I waited to be called. An older woman on crutches; a young mother with three excited children; a middle-aged man reading the paper: it felt strange to be part of ‘them’, this mass of people we homogenously class together as ‘patients’.
Finally I heard my name. A door slammed shut. By the time I had walked across the waiting room, I couldn't remember which of the three doors on the narrow corridor my name had been called from. I knocked on the door to the right. No answer. I tried the middle door and heard a muffled ‘come in’. The midwife was busy clearing up a trolley overflowing with gadgets and cotton wool.
‘Have a seat’, she said, not looking up. There were no introductions. I'd not met this midwife before.
I sat down.
‘How many weeks are you?’ She was still busy with her trolley.
‘Twenty nine.’
She froze, a look of discontent crossing her face. ‘Twenty nine?’
I nodded.
‘You should have come at 28 weeks. Do you need anti-D?’
‘Yes’ Less than a minute had passed and I was already feeling irritated and scared.
‘You should have had that last week.’
I started to explain that when I'd made the appointment 2 months ago all slots for my 28th week were already full.
‘You're a week late now’, she interrupted, clearly unimpressed. She leafed through my notes in search of my blood results. She couldn't find any, and my computer records showed no records either.
‘Your blood results will have been posted to you. Did you bring them?’
‘Oh’, I replied, nervously. ‘I've not received anything. But at my last appointment they said I was O-negative.’
‘Have you moved recently?’
‘No.’
‘Changed your name?’
‘No.’
She was running out of options. ‘I can't give you your anti-D without having some sort of blood results. I can't just take your word for it, you know.’
I was beginning to feel as though all of this was my fault.
‘Well, we'll do all the other bits and pieces first and then I'll have to call the lab. Can you get on the scales for me?’
I stood up and looked around the room for the weighing scales. I spotted them tucked away under the examination couch. As the midwife showed no signs of leaving her computer, I pulled out the scales myself and got on. ‘74 kilos’, I informed her.
‘And now get up onto the couch for me.’
I climbed up, exposed my tummy and waited. She muttered something under her breath. I watched as she measured my bump and listened to the baby's heartbeat.
‘At this rate you'll have to make another appointment for your anti-D.’
She put a tourniquet around my arm and, without a word of warning, inserted a needle. I could tell straight away from the awkward angle and the intense shooting pain that she hadn't hit a vein.

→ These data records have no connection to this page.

//! Advisory edit locks
//!
//! One JSON lock record per feature id under `locks/`. Locks are
//! cooperative: the feature manager never consults them, callers check lock
//! state around edit sessions. Expired locks are detected lazily on read and
//! never swept.

use std::fs;
use std::io::ErrorKind;
use std::path::PathBuf;

use chrono::{DateTime, Duration, Utc};
use serde::{Deserialize, Serialize};

use crate::config::TrackerConfig;
use crate::error::{Result, TrackerError};
use crate::fsio;

/// On-disk lock record
#[derive(Debug, Clone, Serialize, Deserialize)]
pub struct LockRecord {
    /// Feature id the lock covers
    pub id: String,
    /// Who is editing
    pub owner: String,
    /// When the lock was taken
    pub acquired_at: DateTime<Utc>,
    /// Minutes until the lock goes stale; 0 means no expiry is enforced
    pub ttl_minutes: i64,
}

impl LockRecord {
    /// Whether the lock is stale at `now`. A TTL too large to resolve to a
    /// concrete expiry instant never expires, same as a TTL of 0.
    pub fn is_expired(&self, now: DateTime<Utc>) -> bool {
        if self.ttl_minutes <= 0 {
            return false;
        }
        Duration::try_minutes(self.ttl_minutes)
            .and_then(|ttl| self.acquired_at.checked_add_signed(ttl))
            .map_or(false, |expiry| now > expiry)
    }
}

/// A lock record plus its computed expiry state
#[derive(Debug, Clone, Serialize)]
pub struct LockState {
    #[serde(flatten)]
    pub record: LockRecord,
    pub expired: bool,
}

/// Creates, reads, and releases advisory locks
pub struct LockManager {
    config: TrackerConfig,
}

impl LockManager {
    pub fn new(config: TrackerConfig) -> Self {
        Self { config }
    }

    fn lock_path(&self, id: &str) -> PathBuf {
        self.config.locks_dir().join(format!("{id}.lock"))
    }

    /// Take a lock on a feature id.
    ///
    /// Fails with `ActiveLock` when an unexpired lock is already present and
    /// `force` is false; `force` overwrites unconditionally. A non-positive
    /// TTL is rejected up front.
    pub fn acquire(&self, id: &str, owner: &str, ttl_minutes: i64, force: bool) -> Result<LockRecord> {
        if ttl_minutes <= 0 {
            return Err(TrackerError::InvalidArgument(format!(
                "lock TTL must be positive, got {ttl_minutes}"
            )));
        }

        if !force {
            if let Some(existing) = self.load(id)? {
                if !existing.expired {
                    return Err(TrackerError::ActiveLock {
                        id: id.to_string(),
                        owner: existing.record.owner,
                    });
                }
            }
        }

        let record = LockRecord {
            id: id.to_string(),
            owner: owner.to_string(),
            acquired_at: Utc::now(),
            ttl_minutes,
        };

        if self.config.store.dry_run {
            tracing::info!("Dry-run: would lock {} for {} ({}m)", id, owner, ttl_minutes);
            return Ok(record);
        }

        let content = serde_json::to_string_pretty(&record)?;
        fsio::atomic_write(&self.lock_path(id), &content)?;
        tracing::info!("Locked {} for {} ({}m)", id, owner, ttl_minutes);
        Ok(record)
    }

    /// Read a lock without side effects. Absent lock is `None`; a lock file
    /// that does not parse is malformed, not silently ignored.
    pub fn load(&self, id: &str) -> Result<Option<LockState>> {
        let path = self.lock_path(id);
        let content = match fs::read_to_string(&path) {
            Ok(content) => content,
            Err(e) if e.kind() == ErrorKind::NotFound => return Ok(None),
            Err(e) => return Err(e.into()),
        };

        let record: LockRecord =
            serde_json::from_str(&content).map_err(|e| TrackerError::MalformedRecord {
                path,
                reason: format!("invalid lock record: {e}"),
            })?;
        let expired = record.is_expired(Utc::now());
        Ok(Some(LockState { record, expired }))
    }

    /// Drop a lock. Releasing a lock that does not exist is not an error.
    pub fn release(&self, id: &str) -> Result<()> {
        if self.config.store.dry_run {
            tracing::info!("Dry-run: would unlock {}", id);
            return Ok(());
        }

        match fs::remove_file(self.lock_path(id)) {
            Ok(()) => {
                tracing::info!("Unlocked {}", id);
                Ok(())
            }
            Err(e) if e.kind() == ErrorKind::NotFound => Ok(()),
            Err(e) => Err(e.into()),
        }
    }

    /// All outstanding locks, sorted by feature id
    pub fn list(&self) -> Result<Vec<LockState>> {
        let dir = self.config.locks_dir();
        if !dir.exists() {
            return Ok(Vec::new());
        }

        let mut ids = Vec::new();
        for entry in fs::read_dir(&dir)? {
            let path = entry?.path();
            if path.extension().map_or(false, |e| e == "lock") {
                if let Some(stem) = path.file_stem().and_then(|s| s.to_str()) {
                    ids.push(stem.to_string());
                }
            }
        }
        ids.sort();

        let mut states = Vec::new();
        for id in ids {
            if let Some(state) = self.load(&id)? {
                states.push(state);
            }
        }
        Ok(states)
    }
}

#[cfg(test)]
mod tests {
    use super::*;
    use tempfile::tempdir;

    fn manager(root: &std::path::Path) -> LockManager {
        LockManager::new(TrackerConfig::with_root(root))
    }

    #[test]
    fn test_acquire_and_load() {
        let dir = tempdir().unwrap();
        let locks = manager(dir.path());

        locks.acquire("FEAT-0001", "dana", 30, false).unwrap();

        let state = locks.load("FEAT-0001").unwrap().unwrap();
        assert_eq!(state.record.owner, "dana");
        assert_eq!(state.record.ttl_minutes, 30);
        assert!(!state.expired);
    }

    #[test]
    fn test_acquire_conflict_names_holder() {
        let dir = tempdir().unwrap();
        let locks = manager(dir.path());

        locks.acquire("FEAT-0001", "dana", 30, false).unwrap();
        let err = locks.acquire("FEAT-0001", "kim", 30, false).unwrap_err();

        match err {
            TrackerError::ActiveLock { id, owner } => {
                assert_eq!(id, "FEAT-0001");
                assert_eq!(owner, "dana");
            }
            other => panic!("expected ActiveLock, got {other:?}"),
        }
    }

    #[test]
    fn test_force_steals_lock() {
        let dir = tempdir().unwrap();
        let locks = manager(dir.path());

        locks.acquire("FEAT-0001", "dana", 30, false).unwrap();
        locks.acquire("FEAT-0001", "kim", 30, true).unwrap();

        let state = locks.load("FEAT-0001").unwrap().unwrap();
        assert_eq!(state.record.owner, "kim");
    }

    #[test]
    fn test_non_positive_ttl_rejected() {
        let dir = tempdir().unwrap();
        let locks = manager(dir.path());

        for ttl in [0, -5] {
            let err = locks.acquire("FEAT-0001", "dana", ttl, false).unwrap_err();
            assert!(matches!(err, TrackerError::InvalidArgument(_)));
        }
    }

    #[test]
    fn test_release_missing_is_ok() {
        let dir = tempdir().unwrap();
        let locks = manager(dir.path());
        locks.release("FEAT-0404").unwrap();
    }

    #[test]
    fn test_release_removes_lock() {
        let dir = tempdir().unwrap();
        let locks = manager(dir.path());

        locks.acquire("FEAT-0001", "dana", 30, false).unwrap();
        locks.release("FEAT-0001").unwrap();

        assert!(locks.load("FEAT-0001").unwrap().is_none());
    }

    #[test]
    fn test_expiry_computed_lazily() {
        let dir = tempdir().unwrap();
        let locks = manager(dir.path());

        // One-minute lock taken two minutes ago
        let stale = LockRecord {
            id: "FEAT-0001".to_string(),
            owner: "dana".to_string(),
            acquired_at: Utc::now() - Duration::minutes(2),
            ttl_minutes: 1,
        };
        let path = dir.path().join("locks/FEAT-0001.lock");
        fsio::atomic_write(&path, &serde_json::to_string_pretty(&stale).unwrap()).unwrap();

        let state = locks.load("FEAT-0001").unwrap().unwrap();
        assert!(state.expired);

        // A stale lock no longer blocks acquisition
        locks.acquire("FEAT-0001", "kim", 30, false).unwrap();
    }

    #[test]
    fn test_zero_ttl_never_expires() {
        let record = LockRecord {
            id: "FEAT-0001".to_string(),
            owner: "dana".to_string(),
            acquired_at: Utc::now() - Duration::days(365),
            ttl_minutes: 0,
        };
        assert!(!record.is_expired(Utc::now()));
    }

    #[test]
    fn test_oversized_ttl_never_expires() {
        // Past the DateTime range, past the Duration range, and the extreme
        for ttl in [200_000_000_000_i64, i64::MAX / 60_000 + 1, i64::MAX] {
            let record = LockRecord {
                id: "FEAT-0001".to_string(),
                owner: "dana".to_string(),
                acquired_at: Utc::now() - Duration::days(365),
                ttl_minutes: ttl,
            };
            assert!(!record.is_expired(Utc::now()), "ttl {ttl} should not expire");
        }
    }

    #[test]
    fn test_oversized_ttl_lock_loads_and_blocks() {
        let dir = tempdir().unwrap();
        let locks = manager(dir.path());

        locks.acquire("FEAT-0001", "dana", i64::MAX / 60, false).unwrap();

        let state = locks.load("FEAT-0001").unwrap().unwrap();
        assert!(!state.expired);

        let err = locks.acquire("FEAT-0001", "kim", 30, false).unwrap_err();
        assert!(matches!(err, TrackerError::ActiveLock { .. }));
    }

    #[test]
    fn test_dry_run_reports_success_without_writing() {
        let dir = tempdir().unwrap();
        let mut config = TrackerConfig::with_root(dir.path());
        config.store.dry_run = true;
        let locks = LockManager::new(config);

        let record = locks.acquire("FEAT-0001", "dana", 30, false).unwrap();
        assert_eq!(record.owner, "dana");
        assert!(locks.load("FEAT-0001").unwrap().is_none());
    }

    #[test]
    fn test_list_sorted() {
        let dir = tempdir().unwrap();
        let locks = manager(dir.path());

        locks.acquire("FEAT-0002", "kim", 30, false).unwrap();
        locks.acquire("FEAT-0001", "dana", 30, false).unwrap();

        let states = locks.list().unwrap();
        let ids: Vec<_> = states.iter().map(|s| s.record.id.as_str()).collect();
        assert_eq!(ids, vec!["FEAT-0001", "FEAT-0002"]);
    }
}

‘Great. Now your veins aren't co-operating. Do they always have difficulty getting blood?’
Nobody has ever had problems bleeding me but I sensed that her question was rhetorical and didn't bother answering.
Glancing across at my left arm she decided the veins there were ‘even worse’ and so had a second attempt on the right, again without warning but this time with success. She removed the tourniquet and immediately applied a plaster. By the time I'd sat down by her desk, the plaster was drenched and blood was trickling down my arm. She was consulting a colleague over the phone at this point about the missing blood results. Distractedly she handed me a new plaster and some cotton wool to wipe the blood off my arm. After a couple of minutes, she left the room to get a phone number from the receptionist. While she was gone, I looked through my notes. There, on the results page, was a printout of all my blood results — including my blood type. I ran out to the reception to tell her.
‘Well, that sorts that out’, she muttered. There were no words of apology; not a hint of embarrassment.
As I left, I felt dissatisfied. Clinically, I couldn't fault her: I'd received the anti-D I needed, and all my routine bloods and measurements had been taken. Yet, my experience of the NHS from the ‘other side’ had been less than pleasant. Being on the receiving end of care, even for something as seemingly straightforward as a first pregnancy, can be daunting. In these times of unprecedentedly high clinical outcomes within the NHS, the little things — being made to feel welcome, having the door held open for you, introductions, apologies, and niceties — become more important than ever. It's time to bring the quality of the patient experience up to par, especially with the looming threat of privatisation and increasing patient choice. Although much has been achieved in the NHS, a trip to the other side can act as a harsh reminder of how far we still have to go.